Нитки жемчуга были просто ценностью материальной, что же касается розового бриллианта, то в нем соединялось и то, и другое: с одной стороны, он был подарен в свое время царем Алексеем Михайловичем жене своей (в девичестве Стрешневой); с другой – он являлся раритетом в царстве минералогии.
Княгиня была чрезвычайно опечалена утратой этих дорогих ей вещей, но и не менее взволнована мыслью о виновнике этой пропажи.
«Горько, бесконечно горько, – говорила она мне, – разочаровываться в людях вообще, а особенно в тех, кому ты привыкла сыздавна доверять. Между тем в этом случае мне приходится, видимо, испить эту чашу, так как и при самом покойном отношении к фактам, при самом беспристрастном анализе происшедшего, подозрения мои не рассеиваются и падают все на то же лицо. Я говорю о моем французском секретаре, живущем уже 20 лет у меня в доме. Как ни безупречно было до сих пор его поведение, тем не менее согласитесь с тем, что обстоятельства дела резко неблагоприятны для него: он один знал местонахождение пропавших вещей и вообще имел доступ к шкафу. Но этого мало: он вчера весь день пропадал до поздней ночи, что с ним случается чрезвычайно редко, и, более того, он упорно не желает говорить, где находился между 7-ю и 11-ю часами вечера. Согласитесь, это более чем странно?!»

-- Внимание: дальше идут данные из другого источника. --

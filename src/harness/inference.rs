//! Inference traffic replay and ModelMesh registration wait.

use std::path::Path;
use std::time::Duration;

use k8s_openapi::api::core::v1::Pod;
use kube::api::{Api, ListParams};
use kube::Client;
use tracing::{debug, info};

use crate::config::HTTP_REQUEST_TIMEOUT;
use crate::poll::{wait_for_resource, PollConfig};
use crate::resources::{pod_is_ready, InferenceServiceHandle};
use crate::{Error, Result};

/// Label selecting the shared ModelMesh serving pods in a namespace
const MODELMESH_POD_SELECTOR: &str = "modelmesh-service=modelmesh-serving";

/// Bound for the ModelMesh serving pods to come up and pass readiness
const REGISTERED_TIMEOUT: Duration = Duration::from_secs(180);

/// Number of observation rows a request or upload body carries.
///
/// Both the KServe-v2 inference shape (`inputs` at the top level) and the
/// upload shape (`inputs` nested under `request`) put the row count in the
/// leading dimension of the first input tensor.
pub(crate) fn input_rows(body: &serde_json::Value) -> u64 {
    body.pointer("/inputs/0/shape/0")
        .or_else(|| body.pointer("/request/inputs/0/shape/0"))
        .and_then(serde_json::Value::as_u64)
        .unwrap_or(0)
}

/// Replay a corpus of request batches against a model endpoint, sequentially,
/// to populate the monitored service's observation history.
///
/// `data_path` may be a directory of `*.json` batch files (replayed in name
/// order) or a single batch file. Returns the total number of observation
/// rows sent, for comparison against the service's metadata.
pub async fn send_data_to_inference_service(
    model: &InferenceServiceHandle,
    data_path: &Path,
) -> Result<u64> {
    let http = reqwest::Client::builder()
        .timeout(HTTP_REQUEST_TIMEOUT)
        .build()?;
    let url = model.infer_url();

    let mut batches = Vec::new();
    if data_path.is_dir() {
        let mut entries = tokio::fs::read_dir(data_path).await?;
        while let Some(entry) = entries.next_entry().await? {
            let path = entry.path();
            if path.extension().is_some_and(|ext| ext == "json") {
                batches.push(path);
            }
        }
        batches.sort();
    } else {
        batches.push(data_path.to_path_buf());
    }

    let mut rows = 0;
    for batch in &batches {
        let body = tokio::fs::read_to_string(batch).await?;
        rows += input_rows(&serde_json::from_str(&body)?);
        debug!(model = %model.name, batch = %batch.display(), "sending inference batch");

        let response = http
            .post(&url)
            .header(reqwest::header::CONTENT_TYPE, "application/json")
            .body(body)
            .send()
            .await?;

        let status = response.status();
        if !status.is_success() {
            let text = response.text().await.unwrap_or_default();
            return Err(Error::request(
                format!("infer {} with {}", model.name, batch.display()),
                status.as_u16(),
                text,
            ));
        }
    }

    info!(model = %model.name, batches = batches.len(), rows, "inference traffic sent");
    Ok(rows)
}

/// Wait until the shared ModelMesh serving pods in the namespace exist and
/// are Ready.
///
/// The pods are only created once an inference service targets the runtime,
/// and they restart when the TrustyAI payload processor is wired in, so this
/// must be polled rather than checked once.
pub async fn wait_for_modelmesh_pods_registered(client: &Client, namespace: &str) -> Result<()> {
    let api: Api<Pod> = Api::namespaced(client.clone(), namespace);
    let params = ListParams::default().labels(MODELMESH_POD_SELECTOR);

    let poll = PollConfig::new(Duration::from_secs(10), REGISTERED_TIMEOUT);
    wait_for_resource(
        &poll,
        &format!("modelmesh serving pods in {namespace}"),
        move || {
            let api = api.clone();
            let params = params.clone();
            async move {
                let pods = api.list(&params).await?;
                Ok(!pods.items.is_empty() && pods.items.iter().all(pod_is_ready))
            }
        },
    )
    .await
}
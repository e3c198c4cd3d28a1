use super::INotificationTransport;
use std::sync::{
    atomic::{AtomicBool, Ordering},
    Mutex,
};

#[derive(Debug, Clone, PartialEq)]
pub struct SentNotification {
    pub to: String,
    pub body: String,
    /// Whether the transport reported the delivery as successful
    pub delivered: bool,
}

/// Transport that records every delivery attempt instead of sending it.
/// It can be switched into failing mode to simulate a provider outage.
pub struct InMemoryNotificationTransport {
    attempts: Mutex<Vec<SentNotification>>,
    failing: AtomicBool,
}

impl InMemoryNotificationTransport {
    pub fn new() -> Self {
        Self {
            attempts: Mutex::new(Vec::new()),
            failing: AtomicBool::new(false),
        }
    }

    pub fn set_failing(&self, failing: bool) {
        self.failing.store(failing, Ordering::SeqCst);
    }

    /// Every attempted delivery in the order they were made
    pub fn attempts(&self) -> Vec<SentNotification> {
        self.attempts.lock().unwrap().clone()
    }
}

impl Default for InMemoryNotificationTransport {
    fn default() -> Self {
        Self::new()
    }
}

#[async_trait::async_trait]
impl INotificationTransport for InMemoryNotificationTransport {
    async fn send(&self, to: &str, body: &str) -> bool {
        let delivered = !self.failing.load(Ordering::SeqCst);
        self.attempts.lock().unwrap().push(SentNotification {
            to: to.into(),
            body: body.into(),
            delivered,
        });
        delivered
    }
}
use chrono::{DateTime, TimeZone, Utc};
use chrono_tz::Tz;

// Mocking out time so that it is possible to run tests that depend on time.
pub trait ISys: Send + Sync {
    /// The current timestamp in millis
    fn get_timestamp_millis(&self) -> i64;
}

/// System that gets the real time and is used when not testing
pub struct RealSys {}
impl ISys for RealSys {
    fn get_timestamp_millis(&self) -> i64 {
        Utc::now().timestamp_millis()
    }
}

/// Wall clock time of the timestamp in the given timezone
pub fn to_wall_clock(timestamp_millis: i64, timezone: &Tz) -> Option<DateTime<Tz>> {
    timezone.timestamp_millis_opt(timestamp_millis).single()
}
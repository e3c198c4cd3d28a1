use tracing::{subscriber::set_global_default, Subscriber};
use tracing_bunyan_formatter::{BunyanFormattingLayer, JsonStorageLayer};
use tracing_log::LogTracer;
use tracing_subscriber::{layer::SubscriberExt, EnvFilter, Registry};

/// Compose multiple layers into a `tracing`'s subscriber.
///
/// `RUST_LOG` takes precedence over `env_filter` when it is set.
pub fn get_subscriber(name: String, env_filter: String) -> impl Subscriber + Send + Sync {
    let env_filter =
        EnvFilter::try_from_default_env().unwrap_or_else(|_| EnvFilter::new(env_filter));
    let formatting_layer = BunyanFormattingLayer::new(name, std::io::stdout);
    Registry::default()
        .with(env_filter)
        .with(JsonStorageLayer)
        .with(formatting_layer)
}

/// Register a subscriber as global default to process span data.
///
/// It should only be called once!
pub fn init_subscriber(subscriber: impl Subscriber + Send + Sync) {
    if let Err(e) = LogTracer::init() {
        eprintln!("Failed to set logger: {}", e);
    }
    if let Err(e) = set_global_default(subscriber) {
        eprintln!("Failed to set subscriber: {}", e);
    }
}
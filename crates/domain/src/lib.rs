mod reminder;
mod shared;
pub mod validator;

pub use chrono::{NaiveTime, Weekday};
pub use chrono_tz::Tz;
pub use reminder::{FrequencyMismatchError, Reminder};
pub use shared::entity::{Entity, ID};
use healthsphere_api_structs::MessageResponse;
use reqwest::{Client, Method, RequestBuilder, StatusCode};
use serde::{de::DeserializeOwned, Serialize};

#[derive(Debug)]
pub enum APIErrorVariant {
    Network,
    MalformedResponse,
    UnexpectedStatusCode,
}

#[derive(Debug)]
pub struct APIError {
    pub variant: APIErrorVariant,
    pub status: Option<StatusCode>,
    /// The `message` of the response body when the server gave one
    pub message: Option<String>,
}

impl APIError {
    fn new(variant: APIErrorVariant) -> Self {
        Self {
            variant,
            status: None,
            message: None,
        }
    }
}

pub type APIResponse<T> = Result<T, APIError>;

pub(crate) struct BaseClient {
    address: String,
    client: Client,
}

impl BaseClient {
    pub fn new(address: String) -> Self {
        Self {
            address,
            client: Client::new(),
        }
    }

    fn get_client(&self, method: Method, path: String) -> RequestBuilder {
        let url = format!("{}/{}", self.address, path);
        self.client.request(method, url)
    }

    async fn handle_api_response<T: DeserializeOwned>(
        &self,
        res: Result<reqwest::Response, reqwest::Error>,
        expected_status_code: StatusCode,
    ) -> APIResponse<T> {
        let res = res.map_err(|_| APIError::new(APIErrorVariant::Network))?;

        let status = res.status();
        if status != expected_status_code {
            let message = res
                .json::<MessageResponse>()
                .await
                .ok()
                .map(|body| body.message);
            return Err(APIError {
                variant: APIErrorVariant::UnexpectedStatusCode,
                status: Some(status),
                message,
            });
        }

        res.json::<T>()
            .await
            .map_err(|_| APIError::new(APIErrorVariant::MalformedResponse))
    }

    pub async fn get_text(
        &self,
        path: String,
        expected_status_code: StatusCode,
    ) -> APIResponse<String> {
        let res = self
            .get_client(Method::GET, path)
            .send()
            .await
            .map_err(|_| APIError::new(APIErrorVariant::Network))?;

        let status = res.status();
        if status != expected_status_code {
            return Err(APIError {
                variant: APIErrorVariant::UnexpectedStatusCode,
                status: Some(status),
                message: None,
            });
        }

        res.text()
            .await
            .map_err(|_| APIError::new(APIErrorVariant::MalformedResponse))
    }

    pub async fn post<T: DeserializeOwned, S: Serialize>(
        &self,
        body: S,
        path: String,
        expected_status_code: StatusCode,
    ) -> APIResponse<T> {
        let res = self.get_client(Method::POST, path).json(&body).send().await;
        self.handle_api_response(res, expected_status_code).await
    }
}
pub mod usecase;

Я счел нужным пригласить этого француза к себе в сыскную полицию для допроса. Секретарь оказался чрезвычайно симпатичным человеком, лет 45-ти, спокойным, уравновешенным, с лицом и манерами, не лишенными благородства, словом, с тем отпечатком во внешности, что так свойствен французам, – этим сынам многовековой культуры.
Он сказал мне, что крайне удивлен и опечален тем, что у княгини могла явиться, хотя бы на одну минуту, мысль об его виновности, но вместе с тем категорически отказался дать и мне объяснение своего времяпрепровождения накануне, между 7-ю и 11-ю часами вечера. Как я ни бился, как ни доказывал ему необходимость установления alibi, как ни уверял я, что все, им сказанное, не выйдет за пределы этих стен, что ни одно имя, особенно женское, им произнесенное, не будет скомпрометировано – все напрасно! Он готов был идти на всякие печальные последствия своего упорства, но решительно отказывался ответить на нужные мне вопросы. Я так упорствовал, ибо чувствовал нервами, всем моим существом, что француз говорит правду и ни в чем не повинен.